Deschamps et al. (2001) studied pigment workers with Mn exposures of 3.24 mg/m³ (total) and 0.057 mg/m³ (respirable) and observed symptoms (sleep disturbance, headache) but no associations of clinical neurological effects with duration of exposure. Average exposure duration was 20 yr but Mn blood levels were not elevated compared to unexposed controls. The small proportion of exposure that was respirable (1.8%) indicates that most exposure was in large particulate and the levels of small respirable particulate were probably quite low (≪0.057 mg/m³).

Gibbs et al. (1999) investigated workers at an electrolytic manganese manufacturing plant compared with workers at a companion plant without Mn exposure. Average exposure to respirable Mn was 0.066 mg/m³ (total Mn: 0.18 mg/m³). Duration of Mn exposure and measures of lifetime respirable cumulative exposure (as well as that accruing in the past month or year) exhibited no significant associations with a variety of measures of hand and postural movement disorders although there was evidence of uncontrolled confounding by shift-work status: compared to controls, Mn-exposed workers had work schedules more associated with neurobehavioral deficits. Exposures at this facility as respirable dust were somewhat lower than those in the population studied here (Baldwin et al., 2008) and Mn was not present as a condensation fume; no description of the submicron Mn particulate size distribution was available.

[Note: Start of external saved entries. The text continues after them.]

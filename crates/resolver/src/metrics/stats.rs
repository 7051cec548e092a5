use serde::{Deserialize, Serialize};
use std::collections::HashMap;

/// Point-in-time projection of the metrics accumulator.
#[derive(Debug, Clone, Default, Serialize, Deserialize)]
pub struct ResolverStats {
    pub total_queries: u64,
    pub successful_queries: u64,
    pub failed_queries: u64,
    pub cache_hits: u64,
    pub cache_misses: u64,
    /// hits / (hits + misses); 0 when nothing has been recorded.
    pub cache_hit_rate: f64,
    pub avg_query_time_ms: f64,
    pub total_retries: u64,
    /// Delivered failure count per status name.
    pub error_counts: HashMap<String, u64>,
    /// Mean latency in milliseconds over the retained samples, per server.
    pub server_latencies: HashMap<String, f64>,
    /// Recent retry attempt numbers per hostname.
    pub retry_attempts: HashMap<String, Vec<u32>>,
}
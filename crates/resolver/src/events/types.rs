use std::net::IpAddr;
use std::sync::Arc;
use std::time::SystemTime;

/// Where an address change was observed.
#[derive(Debug, Clone, Copy, PartialEq, Eq)]
pub enum EventSource {
    /// A normal resolution replaced the cached addresses.
    Query,
    /// An explicit or soft refresh replaced them.
    Refresh,
    /// A persisted cache load brought in different addresses.
    Import,
}

impl EventSource {
    pub fn as_str(&self) -> &'static str {
        match self {
            Self::Query => "query",
            Self::Refresh => "refresh",
            Self::Import => "import",
        }
    }
}

impl std::fmt::Display for EventSource {
    fn fmt(&self, f: &mut std::fmt::Formatter<'_>) -> std::fmt::Result {
        f.write_str(self.as_str())
    }
}

/// Families present in an address set.
#[derive(Debug, Clone, Copy, PartialEq, Eq)]
pub enum EventRecordType {
    A,
    #[allow(clippy::upper_case_acronyms)]
    AAAA,
    Mixed,
}

impl EventRecordType {
    /// Classify by the families present in `addresses`; textual entries
    /// that do not parse count as v4 (dotted form has no colon).
    pub fn classify(addresses: &[String]) -> Self {
        let mut v4 = false;
        let mut v6 = false;
        for address in addresses {
            match address.parse::<IpAddr>() {
                Ok(IpAddr::V6(_)) => v6 = true,
                _ => v4 = true,
            }
        }
        match (v4, v6) {
            (true, true) => Self::Mixed,
            (false, true) => Self::AAAA,
            _ => Self::A,
        }
    }

    pub fn as_str(&self) -> &'static str {
        match self {
            Self::A => "A",
            Self::AAAA => "AAAA",
            Self::Mixed => "MIXED",
        }
    }
}

/// Published whenever a hostname's resolved address set changes.
#[derive(Debug, Clone)]
pub struct AddressChangeEvent {
    pub hostname: Arc<str>,
    pub old_addresses: Vec<String>,
    pub new_addresses: Vec<String>,
    pub timestamp: SystemTime,
    pub source: EventSource,
    /// Cache TTL in effect when the new addresses were stored.
    pub ttl: u64,
    pub record_type: EventRecordType,
    pub is_authoritative: bool,
}

/// Address change means multiset inequality: order-independent, duplicates
/// significant.
pub fn addresses_changed(old: &[String], new: &[String]) -> bool {
    if old.len() != new.len() {
        return true;
    }
    let mut old_sorted = old.to_vec();
    let mut new_sorted = new.to_vec();
    old_sorted.sort_unstable();
    new_sorted.sort_unstable();
    old_sorted != new_sorted
}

In a study of bridge-pier welders working in confined spaces (Bowler et al., 2007, 2011), cumulative exposure to Mn in welding fume (adjusted for use of personal protective equipment) was a considerably better predictor of neuropsychological outcomes than duration of exposure (Park et al., 2009), unlike the results in the present Mn alloy production plant study. However, the average exposure level in one major group of the welders in that study was 0.34 mg/m³, largely as welding fume (respirable), and in one 6 month period of the two yr project, the average was 0.44 mg/m³; the overall time-averaged exposure to Mn fume for all bridge welders was 0.15 mg/m³ (Park et al., 2009). In the study population in the present study, all but one job (furnace laborer) had average fume exposures during almost all time periods of less than 0.17 mg/m³ and the overall time-averaged exposure to Mn SRP was 0.082 mg/m³.

The possibility that homeostatic regulation is overwhelmed at levels above 0.2–0.3 mg/m³ Mn as fume, and possibly dust, needs to be considered. The evidence suggests that the traditional cumulative exposure metrics may well predict neurobehavioral effects when exposures are high enough to defeat homeostatic regulation.

5. Conclusion

Adverse neurobehavioral effects of respirable exposures in this manganese-alloy production facility appear largely to depend on furnace-area emissions rather than mechanically generated dusts. These furnace emissions originate as much smaller particles and have distinct surface characteristics. Comparing predictions using metrics with diverse treatment of time since exposure suggests that there are reversible, irreversible and progressive changes with Mn exposure for selected outcomes.

Duration of exposure itself is a strong predictor of effects probably reflecting homeostatic control of Mn tissue levels for airborne exposures less than 0.2 mg/m³ respirable Mn. The challenge for risk assessment is to identify the upper bound of internal Mn tissue levels under normal metabolic regulation, establish an exposure response in this range on external exposures, and determine if the maximum level of acceptable risk is exceeded in that range of Mn exposure. If not, then the more complex exposure response in the region of failing homeostatic regulation would need to be described.